Konumuza dönersek mutluluk aranacak bir duygu değildir aslında. Sürekli içimizde taşıdığımız ancak mutlu olmak için baktığımız yönü değiştirmemiz hatta doğru ayarlamamız gereken bir duygudur sadece. Aynı açıdan baktıkça mutsuzluğumuz sürecektir. Farklı bir yönden baktığımızda ise daha önce göremediğimiz bir güzellik mutlaka gözümüze çarpacaktır. Belki bütün yaşamımızı o güzelliği görebilmek için harcarken sürekli yanlış yöne bakmaktan gerçekle yüzleşemiyoruz kim bilir. Mutluluk belki de sırtımızı döndüğümüz yamaçta, yüzümüzü çevirdiğimiz sokakta. Bakmayı unuttuğumuz köşelerinden hayata baktıkça gerçeklere yaklaşacağımıza inanıyorum. Doğru yönü bulmak zaman alabilir bunun için de sabrın güzelliğine ihtiyacımız var. Mutluluk avuçlarımızın arasında duruyordur belki de. Belki de biz avuçlarımızı çok sıktığımız için yitiriyoruzdur onu. Başkalarının mutlu görünümleri kendi mutluluğumuza kör ediyordur belki bizi. Başkaları için de mutlu olabilecek denli genişleyen bir gönül, neden olmasın?

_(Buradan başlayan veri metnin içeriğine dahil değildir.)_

#![cfg_attr(not(feature = "std"), no_std)]

extern crate alloc;

mod bitboard;
mod common;
mod config;
pub mod enumerate;
pub mod estimator;
mod game;
mod grid;
#[cfg(feature = "std")]
mod logging;
mod ship;
pub mod strategy;
#[cfg(feature = "std")]
pub mod ui;

pub use bitboard::{BitBoard, BitBoardError};
pub use common::*;
pub use config::*;
pub use enumerate::{count_fleet, count_single, estimate_validity_ratio};
pub use estimator::{estimate_distribution, run_trials, Distribution, DistributionSink, Silent};
pub use game::Game;
pub use grid::{generations_until_match, Grid};
#[cfg(feature = "std")]
pub use logging::init_logging;
pub use ship::*;
pub use strategy::{
    HuntStrategy, ProbabilityStrategy, RandomStrategy, Strategy, StrategyKind,
};
#[cfg(feature = "std")]
pub use ui::{render_histogram, render_probability_map, TextHistogram};
//! Counting ship arrangements: exact backtracking and a Monte Carlo estimate
//! of how often independently drawn ships avoid each other.

use log::debug;
use rand::Rng;

use crate::common::GridError;
use crate::config::{ship_type, CellSet, GRID_SIZE, SHIPS};
use crate::grid::Grid;
use crate::ship::{Orientation, Placement, ShipType};

/// Number of legal placements of ship `ship_id` on `grid`, found by trying
/// every anchor in both orientations.
pub fn count_single(ship_id: u8, grid: &Grid) -> Result<u64, GridError> {
    let ship = ship_type(ship_id)?;
    Ok(Placement::all(ship).filter(|p| grid.fits(p)).count() as u64)
}

/// Number of ways to place every ship in `ship_ids`, in order, onto `grid`
/// without overlap.
///
/// Each branch works on its own copy of the grid, so sibling subtrees never
/// see each other's ships. The search is exhaustive and grows quickly with
/// fleet size; the full five-ship fleet is very expensive.
pub fn count_fleet(ship_ids: &[u8], grid: &Grid) -> Result<u64, GridError> {
    match ship_ids {
        [] => Ok(1),
        [only] => count_single(*only, grid),
        [first, rest @ ..] => {
            let ship = ship_type(*first)?;
            let mut total = 0u64;
            for placement in Placement::all(ship) {
                if grid.fits(&placement) {
                    let branch = grid.with_placement(&placement)?;
                    total += count_fleet(rest, &branch)?;
                }
            }
            Ok(total)
        }
    }
}

/// Fraction of `trials` in which five independently drawn in-bounds ships
/// are pairwise disjoint.
///
/// Each ship gets a fair-coin orientation and an anchor whose free axis is
/// redrawn until the ship fits on the board. No grid is consulted; overlap
/// is detected by intersecting the accumulated occupancy set.
pub fn estimate_validity_ratio<R: Rng + ?Sized>(
    trials: usize,
    rng: &mut R,
) -> Result<f64, GridError> {
    if trials == 0 {
        return Err(GridError::NoTrials);
    }
    let mut valid = 0usize;
    for _ in 0..trials {
        let mut occupied = CellSet::new();
        let mut disjoint = true;
        for ship in SHIPS.iter() {
            let placement = bounded_candidate(*ship, rng);
            let mask = placement.mask()?;
            if occupied.intersects(&mask) {
                disjoint = false;
            }
            occupied |= mask;
        }
        if disjoint {
            valid += 1;
        }
    }
    let ratio = valid as f64 / trials as f64;
    debug!("validity ratio {} over {} trials", ratio, trials);
    Ok(ratio)
}

fn bounded_candidate<R: Rng + ?Sized>(ship: ShipType, rng: &mut R) -> Placement {
    let horizontal = rng.random_range(0..2) == 0;
    let mut row = rng.random_range(0..GRID_SIZE);
    let mut col = rng.random_range(0..GRID_SIZE);
    let last = ship.length() - 1;
    if horizontal {
        while col + last >= GRID_SIZE {
            col = rng.random_range(0..GRID_SIZE);
        }
        Placement::new(ship, row, col, Orientation::Horizontal)
    } else {
        while row + last >= GRID_SIZE {
            row = rng.random_range(0..GRID_SIZE);
        }
        Placement::new(ship, row, col, Orientation::Vertical)
    }
}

Bir baba tüm evlatları için genişleyen bir gönüldür. Sofraya diz çöküldüğünde tüm ailenin yüzü aydınlanır. Babanın yorgun ama emektar yüzü sofranın bereketiyle aydınlanırken aile huzurlu bir duruşa geçer. Orada şükür vardır. Birbirine minnet ve şükranla bakan gözler. Biriciklik bağı ilmeklerini orada atmaya başlar. Kız çocukları babalarının dizlerinin dibinde öğrenirler değerlerini. Onları bu hayatta mutlu edecek geniş kanatları, koruyacak sedir gölgelerini hissederler. Sonra içleri cız eder hafifçecik. Büyüyünce gelecek midir onlara yine böyle bir dağ? Babaların duaları hep böyledir “su gibi aziz ol kızım”, “sular gibi kısmetin olsun kızım”. Ellerinde boş ve ıslak bardak ile sofradan kalkarlarken kızların içine su serpilir. Baba duası yol onlara.

Mutluluk çocuk için balon ve şeker iken bizim için neden bu kadar zor olsun ki? Doğru yöne bakalım. Belki de dünyanın en mutlu insanıyız değil mi?